Human Rights
5
 min read

AI Abuse in Schools

AI abuse in schools is now a safeguarding issue. Pupil photographs can still celebrate achievement, confidence and school life, but the risk has changed. Images shared on websites, newsletters and social media can now be copied, altered, sexualised or used in blackmail attempts. The answer is not to erase children from public life. The answer is better consent, safer image use, regular review and stronger safeguarding judgment.

Written by

Aneeta Prem

Published on

May 9, 2026

AI Abuse in Schools: Why Pupil Photos Need a New Safeguarding Standard

AI abuse in schools is not a reason to remove every image

Schools, charities and community organisations use real photographs for good reasons. Images can show children learning, young people leading, volunteers helping, patients being supported and communities coming together. They can build trust, show impact and give dignity to people whose stories deserve to be seen.

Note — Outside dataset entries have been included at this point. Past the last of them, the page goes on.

//! Dotted field paths.
//!
//! [`resolve`] walks a path such as `"address.lines.0"` through a document. Each
//! segment is tried against a fixed list of access strategies (named attributes of
//! composite values, document keys, array indexes); the first one that succeeds wins.
//! A segment starting with `$` that fails is retried without the sigil, so reference
//! aliases such as `owner.$id` also find a plain `id` field.
//!
//! [`set_path`] is the write-side counterpart used by `$set` and projections.

use bson::{Bson, Document};
use std::borrow::Cow;

use mongofake_core::error::{MongoFakeError, MongoFakeResult};

/// Sigil marking reference-style segments such as `$id`.
pub const REFERENCE_SIGIL: char = '$';

/// Most `null` slots a single array write may pad in before the index it sets.
pub const MAX_ARRAY_PADDING: usize = 1024;

/// Outcome of resolving a path.
///
/// `Missing` is distinct from a present `null` value.
#[derive(Debug, Clone, PartialEq)]
pub enum Lookup<'a> {
    Found(Cow<'a, Bson>),
    Missing,
}

impl<'a> Lookup<'a> {
    pub fn is_missing(&self) -> bool {
        matches!(self, Lookup::Missing)
    }

    pub fn value(&self) -> Option<&Bson> {
        match self {
            Lookup::Found(value) => Some(value.as_ref()),
            Lookup::Missing => None,
        }
    }
}

type Strategy = for<'v> fn(&'v Bson, &str) -> Option<Cow<'v, Bson>>;

const STRATEGIES: [Strategy; 3] = [attribute, key, index];

fn attribute<'v>(value: &'v Bson, segment: &str) -> Option<Cow<'v, Bson>> {
    match (value, segment) {
        (Bson::Timestamp(ts), "time") => Some(Cow::Owned(Bson::Int64(ts.time.into()))),
        (Bson::Timestamp(ts), "increment") => Some(Cow::Owned(Bson::Int64(ts.increment.into()))),
        (Bson::JavaScriptCodeWithScope(code), "code") => Some(Cow::Owned(Bson::String(code.code.clone()))),
        (Bson::JavaScriptCodeWithScope(code), "scope") => Some(Cow::Owned(Bson::Document(code.scope.clone()))),
        _ => None,
    }
}

fn key<'v>(value: &'v Bson, segment: &str) -> Option<Cow<'v, Bson>> {
    match value {
        Bson::Document(doc) => doc.get(segment).map(Cow::Borrowed),
        _ => None,
    }
}

fn index<'v>(value: &'v Bson, segment: &str) -> Option<Cow<'v, Bson>> {
    match value {
        Bson::Array(items) => segment
            .parse::<usize>()
            .ok()
            .and_then(|idx| items.get(idx))
            .map(Cow::Borrowed),
        _ => None,
    }
}

fn step<'v>(value: &'v Bson, segment: &str) -> Option<Cow<'v, Bson>> {
    let attempt = |segment: &str| STRATEGIES.iter().find_map(|strategy| strategy(value, segment));

    attempt(segment).or_else(|| segment.strip_prefix(REFERENCE_SIGIL).and_then(attempt))
}

fn root<'v>(document: &'v Document, segment: &str) -> Option<Cow<'v, Bson>> {
    document
        .get(segment)
        .or_else(|| segment.strip_prefix(REFERENCE_SIGIL).and_then(|bare| document.get(bare)))
        .map(Cow::Borrowed)
}

/// Resolves a dotted `path` against `document`.
pub fn resolve<'a>(document: &'a Document, path: &str) -> Lookup<'a> {
    let mut segments = path.split('.');
    let Some(mut current) = segments.next().and_then(|first| root(document, first)) else {
        return Lookup::Missing;
    };

    for segment in segments {
        let next = match current {
            Cow::Borrowed(value) => step(value, segment),
            Cow::Owned(value) => step(&value, segment).map(|found| Cow::Owned(found.into_owned())),
        };

        match next {
            Some(value) => current = value,
            None => return Lookup::Missing,
        }
    }

    Lookup::Found(current)
}

/// Writes `value` at a dotted `path`, creating intermediate documents as needed.
///
/// Numeric segments index into existing arrays, padding with `null` when the index is
/// past the end.
///
/// # Errors
///
/// Returns [`MongoFakeError::InvalidDocument`] when the path runs through a scalar
/// or an index lies more than [`MAX_ARRAY_PADDING`] slots past the end of its array.
pub fn set_path(document: &mut Document, path: &str, value: Bson) -> MongoFakeResult<()> {
    let segments = path.split('.').collect::<Vec<_>>();
    set_in_document(document, &segments, value)
}

fn set_in_document(document: &mut Document, segments: &[&str], value: Bson) -> MongoFakeResult<()> {
    let Some((head, rest)) = segments.split_first() else {
        return Err(MongoFakeError::InvalidDocument("empty field path".into()));
    };

    if rest.is_empty() {
        document.insert(*head, value);
        return Ok(());
    }

    if !document.contains_key(*head) {
        document.insert(*head, Document::new());
    }

    match document.get_mut(*head) {
        Some(child) => set_in_value(child, rest, value),
        None => Err(MongoFakeError::InvalidDocument(format!("cannot create field {head:?}"))),
    }
}

fn set_in_value(target: &mut Bson, segments: &[&str], value: Bson) -> MongoFakeResult<()> {
    match target {
        Bson::Document(doc) => set_in_document(doc, segments, value),
        Bson::Array(items) => {
            let Some((head, rest)) = segments.split_first() else {
                return Err(MongoFakeError::InvalidDocument("empty field path".into()));
            };
            let idx = head
                .parse::<usize>()
                .map_err(|_| MongoFakeError::InvalidDocument(format!("cannot use the part {head:?} to traverse an array")))?;

            if idx >= items.len() {
                let padding = idx - items.len();
                let new_len = idx
                    .checked_add(1)
                    .filter(|_| padding <= MAX_ARRAY_PADDING)
                    .ok_or_else(|| {
                        MongoFakeError::InvalidDocument(format!(
                            "array index {idx} is more than {MAX_ARRAY_PADDING} past the end of {} element(s)",
                            items.len()
                        ))
                    })?;
                items.resize(new_len, Bson::Null);
            }

            if rest.is_empty() {
                items[idx] = value;
                return Ok(());
            }

            if items[idx] == Bson::Null {
                items[idx] = Bson::Document(Document::new());
            }
            set_in_value(&mut items[idx], rest, value)
        }
        other => Err(MongoFakeError::InvalidDocument(format!(
            "cannot create field {:?} in element {other}",
            segments.first().copied().unwrap_or_default()
        ))),
    }
}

That must not be dismissed.

The issue is not whether images should ever be used. The issue is whether organisations now use them carefully enough for the AI age.

The UK Safer Internet Centre has briefed schools on image safety after concerns about AI blackmailers using pupil images from websites and social media. Its guidance focuses on managing children’s image security, not banning all photographs. It asks schools to think more carefully about how images are shared, protected and reviewed.

That is the right balance. Visibility matters. Safeguarding matters too.

Why pupil photos now carry a different risk

For years, schools have used photographs to celebrate achievement. A sports day picture. A class project. A student award. A school trip. Most of that use has been positive and well intentioned.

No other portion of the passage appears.